The brain is only "tricking" us to the extent we mistake brain-generated reality as unfiltered, undistorted, and comprehensive. When we are aware of the brain's role - ferrying our genes safely across the roaring rapids of time - we can reduce our reliance on the brain's framings and simplifications, and begin to use our true genius - loving, conscious awareness - to envision and create changes in the world, from the heart.


The conduct of enlightened people shows the brain's fear - "chimp will dive into that kaleidoscope world and never come back!" - to be misguided, if not outright wrong. An enlightened chimp usually comes back. And comes back happier, wiser, healthier, feeling freer. Enlightenment is good for the chimp. But it's not always great for the chimp's genes. More precisely, it's abhorrent to the default programming our genes & environment generate within us - programming that drives us to seek power & control, to accumulate wealth & status, to seek mates who will generate attractive and successful offspring, to compete against each other for resources, and to fear, even dread, the loss of something gained, or an opportunity missed, or the prospects thereof.

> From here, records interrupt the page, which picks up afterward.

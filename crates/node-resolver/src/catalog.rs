//! Node type catalog
//!
//! This module maps node type strings to their definitions: labels, input
//! and output port lists (static or computed from node data), and the
//! resolver that turns resolved inputs into outputs.
//!
//! # Usage
//!
//! ```ignore
//! use node_resolver::{NodeTypeCatalog, NodeTypeDefinition};
//!
//! let mut catalog = NodeTypeCatalog::new();
//! catalog.add_node_type(
//!     NodeTypeDefinition::new("double", "Double")
//!         .with_inputs(vec![number.port_named("value", "Value")])
//!         .with_outputs(vec![number.port_named("value", "Value")])
//!         .with_resolver_fn(|_node, inputs, _ty, _ctx| {
//!             let v = inputs.get("value").and_then(|v| v.as_f64()).unwrap_or(0.0);
//!             Ok(HashMap::from([("value".to_string(), json!(v * 2.0))]))
//!         }),
//! );
//! ```

use std::borrow::Cow;
use std::collections::HashMap;
use std::sync::Arc;

use crate::context::ResolveContext;
use crate::descriptor::DescriptorFn;
use crate::error::Result;
use crate::ports::Port;
use crate::types::{Connections, GraphNode, InputData, InputValues, OutputValues};

/// Computes the output values of one node type
///
/// Resolvers must behave as pure functions of their arguments: the engine
/// calls each one at most once per node per pass, after every input of the
/// node has been resolved.
pub trait NodeResolver: Send + Sync {
    fn resolve(
        &self,
        node: &GraphNode,
        inputs: &InputValues,
        node_type: &NodeTypeDefinition,
        context: &ResolveContext,
    ) -> Result<OutputValues>;
}

type ResolverCallback = dyn Fn(
        &GraphNode,
        &InputValues,
        &NodeTypeDefinition,
        &ResolveContext,
    ) -> Result<OutputValues>
    + Send
    + Sync;

/// Closure-based NodeResolver
pub struct CallbackResolver {
    callback: Box<ResolverCallback>,
}

impl CallbackResolver {
    pub fn new(
        callback: impl Fn(
                &GraphNode,
                &InputValues,
                &NodeTypeDefinition,
                &ResolveContext,
            ) -> Result<OutputValues>
            + Send
            + Sync
            + 'static,
    ) -> Self {
        Self {
            callback: Box::new(callback),
        }
    }
}

impl NodeResolver for CallbackResolver {
    fn resolve(
        &self,
        node: &GraphNode,
        inputs: &InputValues,
        node_type: &NodeTypeDefinition,
        context: &ResolveContext,
    ) -> Result<OutputValues> {
        (self.callback)(node, inputs, node_type, context)
    }
}

/// Builds a port list from a node's current data
pub type PortBuilderFn =
    dyn Fn(&InputData, &Connections, &ResolveContext) -> Vec<Port> + Send + Sync;

/// Input or output ports of a node type
#[derive(Clone)]
pub enum PortList {
    /// The same ports for every node of the type
    Static(Vec<Port>),
    /// Ports computed from each node's input data and connections
    Dynamic(Arc<PortBuilderFn>),
}

impl PortList {
    pub fn dynamic(
        builder: impl Fn(&InputData, &Connections, &ResolveContext) -> Vec<Port>
            + Send
            + Sync
            + 'static,
    ) -> Self {
        Self::Dynamic(Arc::new(builder))
    }

    /// Effective ports for a node right now
    ///
    /// Dynamic lists are evaluated on every call; nothing is cached.
    pub fn ports<'a>(&'a self, node: &GraphNode, context: &ResolveContext) -> Cow<'a, [Port]> {
        match self {
            Self::Static(ports) => Cow::Borrowed(ports),
            Self::Dynamic(builder) => {
                Cow::Owned(builder(&node.input_data, &node.connections, context))
            }
        }
    }

    /// Ports of a static list; `None` for dynamic lists
    pub fn as_static(&self) -> Option<&[Port]> {
        match self {
            Self::Static(ports) => Some(ports),
            Self::Dynamic(_) => None,
        }
    }

    pub fn is_dynamic(&self) -> bool {
        matches!(self, Self::Dynamic(_))
    }
}

impl Default for PortList {
    fn default() -> Self {
        Self::Static(Vec::new())
    }
}

impl From<Vec<Port>> for PortList {
    fn from(ports: Vec<Port>) -> Self {
        Self::Static(ports)
    }
}

impl std::fmt::Debug for PortList {
    fn fmt(&self, f: &mut std::fmt::Formatter<'_>) -> std::fmt::Result {
        match self {
            Self::Static(ports) => f.debug_tuple("Static").field(ports).finish(),
            Self::Dynamic(_) => f.write_str("Dynamic(..)"),
        }
    }
}

/// Definition of a node type
#[derive(Clone)]
pub struct NodeTypeDefinition {
    /// Unique type identifier (e.g., "add")
    pub node_type: String,
    /// Human-readable label
    pub label: String,
    /// Description of what the node does
    pub description: String,
    /// Group for menus; `None` for ungrouped nodes
    pub group: Option<String>,
    /// Nodes of this type are resolution roots
    pub root: bool,
    pub inputs: PortList,
    pub outputs: PortList,
    resolver: Option<Arc<dyn NodeResolver>>,
}

impl NodeTypeDefinition {
    /// Create a node type with no ports and no resolver
    pub fn new(node_type: impl Into<String>, label: impl Into<String>) -> Self {
        Self {
            node_type: node_type.into(),
            label: label.into(),
            description: String::new(),
            group: None,
            root: false,
            inputs: PortList::default(),
            outputs: PortList::default(),
            resolver: None,
        }
    }

    pub fn with_description(mut self, description: impl Into<String>) -> Self {
        self.description = description.into();
        self
    }

    pub fn with_group(mut self, group: impl Into<String>) -> Self {
        self.group = Some(group.into());
        self
    }

    /// Mark nodes of this type as resolution roots
    pub fn as_root(mut self) -> Self {
        self.root = true;
        self
    }

    pub fn with_inputs(mut self, inputs: impl Into<PortList>) -> Self {
        self.inputs = inputs.into();
        self
    }

    pub fn with_dynamic_inputs(
        mut self,
        builder: impl Fn(&InputData, &Connections, &ResolveContext) -> Vec<Port>
            + Send
            + Sync
            + 'static,
    ) -> Self {
        self.inputs = PortList::dynamic(builder);
        self
    }

    pub fn with_outputs(mut self, outputs: impl Into<PortList>) -> Self {
        self.outputs = outputs.into();
        self
    }

    pub fn with_dynamic_outputs(
        mut self,
        builder: impl Fn(&InputData, &Connections, &ResolveContext) -> Vec<Port>
            + Send
            + Sync
            + 'static,
    ) -> Self {
        self.outputs = PortList::dynamic(builder);
        self
    }

    pub fn with_resolver(mut self, resolver: Arc<dyn NodeResolver>) -> Self {
        self.resolver = Some(resolver);
        self
    }

    /// Use a closure as the resolver
    pub fn with_resolver_fn(
        self,
        callback: impl Fn(
                &GraphNode,
                &InputValues,
                &NodeTypeDefinition,
                &ResolveContext,
            ) -> Result<OutputValues>
            + Send
            + Sync
            + 'static,
    ) -> Self {
        self.with_resolver(Arc::new(CallbackResolver::new(callback)))
    }

    pub fn has_resolver(&self) -> bool {
        self.resolver.is_some()
    }

    /// Run this type's resolver for a node
    ///
    /// A type without a resolver produces no values.
    pub fn resolve(
        &self,
        node: &GraphNode,
        inputs: &InputValues,
        context: &ResolveContext,
    ) -> Result<OutputValues> {
        match &self.resolver {
            Some(resolver) => resolver.resolve(node, inputs, self, context),
            None => {
                log::debug!("Node type '{}' has no resolver, producing no values", self.node_type);
                Ok(OutputValues::new())
            }
        }
    }
}

impl std::fmt::Debug for NodeTypeDefinition {
    fn fmt(&self, f: &mut std::fmt::Formatter<'_>) -> std::fmt::Result {
        f.debug_struct("NodeTypeDefinition")
            .field("node_type", &self.node_type)
            .field("label", &self.label)
            .field("group", &self.group)
            .field("root", &self.root)
            .field("inputs", &self.inputs)
            .field("outputs", &self.outputs)
            .field("has_resolver", &self.resolver.is_some())
            .finish()
    }
}

/// Registry of node types
///
/// # Composability
///
/// Catalogs can be composed by merging:
/// ```ignore
/// let mut catalog = NodeTypeCatalog::with_builtins();
/// catalog.merge(plugin_catalog); // plugin types override built-ins
/// ```
#[derive(Debug, Clone, Default)]
pub struct NodeTypeCatalog {
    entries: HashMap<String, NodeTypeDefinition>,
}

impl NodeTypeCatalog {
    /// Create a new empty catalog
    pub fn new() -> Self {
        Self::default()
    }

    /// Create a catalog holding every node type registered via `inventory`
    pub fn with_builtins() -> Self {
        let mut catalog = Self::new();
        catalog.register_builtins();
        catalog
    }

    /// Add every node type registered via `inventory`
    pub fn register_builtins(&mut self) {
        for DescriptorFn(definition) in inventory::iter::<DescriptorFn> {
            self.add_node_type(definition());
        }
    }

    /// Register a node type, replacing any previous one with the same type
    pub fn add_node_type(&mut self, definition: NodeTypeDefinition) -> &mut Self {
        self.entries.insert(definition.node_type.clone(), definition);
        self
    }

    /// Register a node type as a resolution root
    pub fn add_root_node_type(&mut self, definition: NodeTypeDefinition) -> &mut Self {
        self.add_node_type(definition.as_root())
    }

    pub fn get(&self, node_type: &str) -> Option<&NodeTypeDefinition> {
        self.entries.get(node_type)
    }

    /// Check if a node type is registered
    pub fn has_node_type(&self, node_type: &str) -> bool {
        self.entries.contains_key(node_type)
    }

    /// List all registered node type strings, sorted
    pub fn node_types(&self) -> Vec<&str> {
        let mut types: Vec<&str> = self.entries.keys().map(|s| s.as_str()).collect();
        types.sort_unstable();
        types
    }

    /// Get all registered definitions
    pub fn all(&self) -> Vec<&NodeTypeDefinition> {
        self.entries.values().collect()
    }

    /// Get definitions grouped by their menu group
    pub fn by_group(&self) -> HashMap<Option<String>, Vec<&NodeTypeDefinition>> {
        let mut grouped: HashMap<Option<String>, Vec<&NodeTypeDefinition>> = HashMap::new();
        for definition in self.entries.values() {
            grouped.entry(definition.group.clone()).or_default().push(definition);
        }
        grouped
    }

    /// Merge another catalog into this one
    ///
    /// Entries from `other` override entries in `self` if they share the same node_type.
    pub fn merge(&mut self, other: NodeTypeCatalog) {
        self.entries.extend(other.entries);
    }
}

That programming is our genetic legacy. It helped get our genes into the bone-tented meatbags we are today.


It's not something we should hate or be afraid of.


It is something we should recognize and transcend.


That programming doesn't care about us. Doesn't look out for us. It looks out for the genes. It occasionally tosses us tablescraps of pleasure and satisfaction, to keep us motivated and hopeful. But it's a never-ending game that traps us in cycles of unnecessary & fruitless suffering until we finally find ourselves staring at the ravenous, gaping maw of death and we think, wait, what was this all for?


It's natural to play the gene game.


It's a choice to play the game, once you know the truth: we can hack our way out of that programming and into states of fuller, clearer, more loving awareness.


The process - call it a spiritual path, awakening, enlightenment, "the hero's journey," - is, among other things, painful, confusing, long, and hard to track. Part of what makes it so trying is, your body and mind rebel against the deprogramming, because the programming is the only way the body and mind know, from their limited experience, to navigate the dangerous and unpredictable realm of physical being. We are trying to override some deep & pervasive conditioning. Letting go of that conditioning, even for the promise of something better, can be terrifying, agonizing, and feel something like a death - which it is, from the perspective of the obsolescent programming and the bodily machinery that's addicted to running it.


The tradeoff is ultimately between comfort & discovery. Known & unknown. I see the above-discussed arc in science toward increasingly counter-intuitive models of reality as motivation to take the plunge. I believe our logical reasoning and intuitions are inadequate tools for exploring the fundamental truths of being - truths that are more accurately characterized as experiences, spelunks, rather than as propositions or metaphors. Fortunately, we're equipped with a built-in headlamp: conscious awareness. Apply it meditatively, in the spirit of discovery, and truths beyond description may be seen.